Then life i guess is also trying to make me realize that i have to step out of my comfort zone...the friends who knew me...well enough to help me out even without asking....because i feel really uncomfortable asking people for help...but i'm always ready to help anyone else...

Sooo life is playing this cruel trick on me...asking me to open up and make close friends like i used to have...and to live life with them...sooo i'm going to do that...hopefully...

Because i guess it's time to change a little bit..change is a good thing sometimes...:)))

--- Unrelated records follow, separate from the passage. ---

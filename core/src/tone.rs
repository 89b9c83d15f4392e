use std::f32::consts::PI;

/// Single-bin energy estimator (Goertzel filter) for one tone.
///
/// The target frequency is used as-is rather than snapped to the nearest
/// DFT bin, so it works for any window length.
#[derive(Debug, Clone, Copy)]
pub struct ToneDetector {
    frequency: f32,
    coeff: f32,
}

impl ToneDetector {
    pub fn new(frequency: f32, sample_rate: u32) -> Self {
        let omega = 2.0 * PI * frequency / sample_rate as f32;
        Self {
            frequency,
            coeff: 2.0 * omega.cos(),
        }
    }

    pub fn frequency(&self) -> f32 {
        self.frequency
    }

    /// Squared magnitude of the tone's component over `samples`.
    pub fn power(&self, samples: &[f32]) -> f32 {
        let mut q1 = 0.0f32;
        let mut q2 = 0.0f32;
        for &sample in samples {
            let q0 = self.coeff * q1 - q2 + sample;
            q2 = q1;
            q1 = q0;
        }
        (q1 * q1 + q2 * q2 - self.coeff * q1 * q2).max(0.0)
    }
}

/// Mean power (mean square) of a window.
pub fn mean_power(samples: &[f32]) -> f32 {
    if samples.is_empty() {
        return 0.0;
    }
    samples.iter().map(|&s| s * s).sum::<f32>() / samples.len() as f32
}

And then i have to realize certain things about this KIDS issue...
I have to confide in a girlfriend...because sometimes boys dont think like girls...and girls think a lot right...soo I've decided to open up to someone...who can probably help me out with the different stuff i stumble upon...

who said life and Love is easy right...

And i kind of hinted to my mum....about the KID...and so did he to his parents...:S

My Mum...likes the KID a lot...BUT ...the age...she was concerned,,,she said that since i'm the elder one it's going to be really difficult for me later in life...to think about it a lot...her exact words were..."Putha think about it ...i dont want you to get hurt...people will cause problems for you..laugh at you...and since it's a TWO year gap i dont think his parents will like it..."
:((((
well...now i dont know...
she also said..."Putha he is a nice boy..i like him a lot...i wish he was your age or elder..i really do...but think about it...before you do something.."

Usually when a mum says think about it..it means they are scared for you..and that they want to protect you...so they dont like it...:((she said she was sad that the KID is so much younger to me...

The KIDS's Parents...."She is a lovely girl...only if she was younger.."

Big sigh...so i still didn't tell the kid how hurt i am of this...since he is all psyched up about coming back to see mee.after not being around for 2 months...

This is where i stand???
what do i doo???
What do i say????

All i know is...i like my life right now...and i have realized the meaning of ..

"Dont let yourself go...everybody cries...and everybody hurts..."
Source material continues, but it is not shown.